By signing, I consent to the following:
- I understand the benefits and risks of the COVID-19 vaccine as described in the Vaccine Information Sheet (VIS), a copy of which I was provided with this Consent Form. I have had a chance to ask questions that were answered to my satisfaction. I request the vaccine to be given to me or to the person named above, a minor for whom I represent that I am authorized to sign this Consent Form.
- I agree to stay in the vaccine administration area for fifteen (15) minutes or longer if indicated by the vaccine administrator after receiving my vaccine to ensure that no immediate adverse reactions occur.

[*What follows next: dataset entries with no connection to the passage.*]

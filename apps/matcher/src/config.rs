use std::str::FromStr;
use std::time::Duration;

use anyhow::{Context, Result};

use crate::matching::pipeline::{
    EngineSettings, DEFAULT_SCORER_TIMEOUT, DEFAULT_SYNC_BATCH_CAP, DEFAULT_SYNC_CONCURRENCY,
};

/// Application configuration loaded from environment variables.
/// Startup fails if a required variable is missing or an optional one is malformed.
#[derive(Debug, Clone)]
pub struct Config {
    pub database_url: String,
    pub redis_url: String,
    pub s3_bucket: String,
    pub s3_endpoint: String,
    pub aws_access_key_id: String,
    pub aws_secret_access_key: String,
    pub anthropic_api_key: String,
    pub port: u16,
    pub rust_log: String,
    pub scorer_timeout_secs: u64,
    pub sync_batch_cap: usize,
    pub sync_concurrency: usize,
    pub match_cache_ttl_secs: u64,
}

impl Config {
    pub fn from_env() -> Result<Self> {
        dotenvy::dotenv().ok(); // load .env if present; ignore if missing

        Ok(Config {
            database_url: require_env("DATABASE_URL")?,
            redis_url: require_env("REDIS_URL")?,
            s3_bucket: require_env("S3_BUCKET")?,
            s3_endpoint: require_env("S3_ENDPOINT")?,
            aws_access_key_id: require_env("AWS_ACCESS_KEY_ID")?,
            aws_secret_access_key: require_env("AWS_SECRET_ACCESS_KEY")?,
            anthropic_api_key: require_env("ANTHROPIC_API_KEY")?,
            port: optional_env("PORT", 8080)?,
            rust_log: std::env::var("RUST_LOG").unwrap_or_else(|_| "info".to_string()),
            scorer_timeout_secs: optional_env(
                "SCORER_TIMEOUT_SECS",
                DEFAULT_SCORER_TIMEOUT.as_secs(),
            )?,
            sync_batch_cap: at_least_one(
                "SYNC_BATCH_CAP",
                optional_env("SYNC_BATCH_CAP", DEFAULT_SYNC_BATCH_CAP)?,
            )?,
            sync_concurrency: at_least_one(
                "SYNC_CONCURRENCY",
                optional_env("SYNC_CONCURRENCY", DEFAULT_SYNC_CONCURRENCY)?,
            )?,
            match_cache_ttl_secs: optional_env("MATCH_CACHE_TTL_SECS", 3600)?,
        })
    }

    pub fn engine_settings(&self) -> EngineSettings {
        EngineSettings {
            scorer_timeout: Duration::from_secs(self.scorer_timeout_secs),
            sync_batch_cap: self.sync_batch_cap,
            sync_concurrency: self.sync_concurrency,
        }
    }
}

fn require_env(key: &str) -> Result<String> {
    std::env::var(key).with_context(|| format!("Required environment variable '{key}' is not set"))
}

fn optional_env<T>(key: &str, default: T) -> Result<T>
where
    T: FromStr,
    T::Err: std::error::Error + Send + Sync + 'static,
{
    match std::env::var(key) {
        Ok(raw) => parse_var(key, &raw),
        Err(_) => Ok(default),
    }
}

fn parse_var<T>(key: &str, raw: &str) -> Result<T>
where
    T: FromStr,
    T::Err: std::error::Error + Send + Sync + 'static,
{
    raw.trim()
        .parse::<T>()
        .with_context(|| format!("Environment variable '{key}' has invalid value '{raw}'"))
}

/// Zero would make every sync cycle a silent no-op.
fn at_least_one(key: &str, value: usize) -> Result<usize> {
    if value == 0 {
        anyhow::bail!("Environment variable '{key}' must be at least 1");
    }
    Ok(value)
}

#[cfg(test)]
mod tests {
    use super::*;

    #[test]
    fn test_parse_var_accepts_numbers() {
        assert_eq!(parse_var::<u16>("PORT", " 9000 ").unwrap(), 9000);
        assert_eq!(parse_var::<usize>("SYNC_BATCH_CAP", "250").unwrap(), 250);
    }

    #[test]
    fn test_parse_var_error_names_variable() {
        let err = parse_var::<u64>("SCORER_TIMEOUT_SECS", "soon").unwrap_err();
        assert!(err.to_string().contains("SCORER_TIMEOUT_SECS"));
    }

    #[test]
    fn test_sync_limits_reject_zero() {
        assert_eq!(at_least_one("SYNC_BATCH_CAP", 1).unwrap(), 1);
        let err = at_least_one("SYNC_BATCH_CAP", 0).unwrap_err();
        assert!(err.to_string().contains("SYNC_BATCH_CAP"));
        assert!(at_least_one("SYNC_CONCURRENCY", 0).is_err());
    }
}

I hereby give my consent to the pharmacist of Eastridge-Phelps Pharmacy/EP Medical, to administer the vaccine(s) I have requested. I understand the risks and benefits associated with the vaccine(s) being administered and have received, read and/or had explained to me the CDC's Vaccine Information Statement (VIS) on the vaccine(s) I have elected to receive. I have had the opportunity to ask questions that were answered to my satisfaction. As with all medical treatment, there is no guarantee that I will not experience an adverse reaction from the vaccine or medication. I fully release and hold harmless Eastridge-Phelps Pharmacy/EP Medical, its pharmacists and employees from any and all liabilities or claims arising out of, in connection with, or in any way related to the administration of the vaccine(s) given. I understand that the information contained on this form may be shared with the Stated Health Division (SHD) and/or state immunization registries and will remain confidential and will not be released except as permitted or required by law. If eligible, I authorize Eastridge-Phelps Pharmacy/EP Medical to submit a claim for reimbursement on my behalf to Medicare or any other contracted third-party payer. If the claim is denied, I understand that I will be responsible for payment. I acknowledge that I have received a copy of the Eastridge-Phelps Pharmacy Notice of Privacy Practices. Furthermore, I agree to remain near the vaccination location for approximately 15-20 minutes after administration for observation by the administering pharmacist.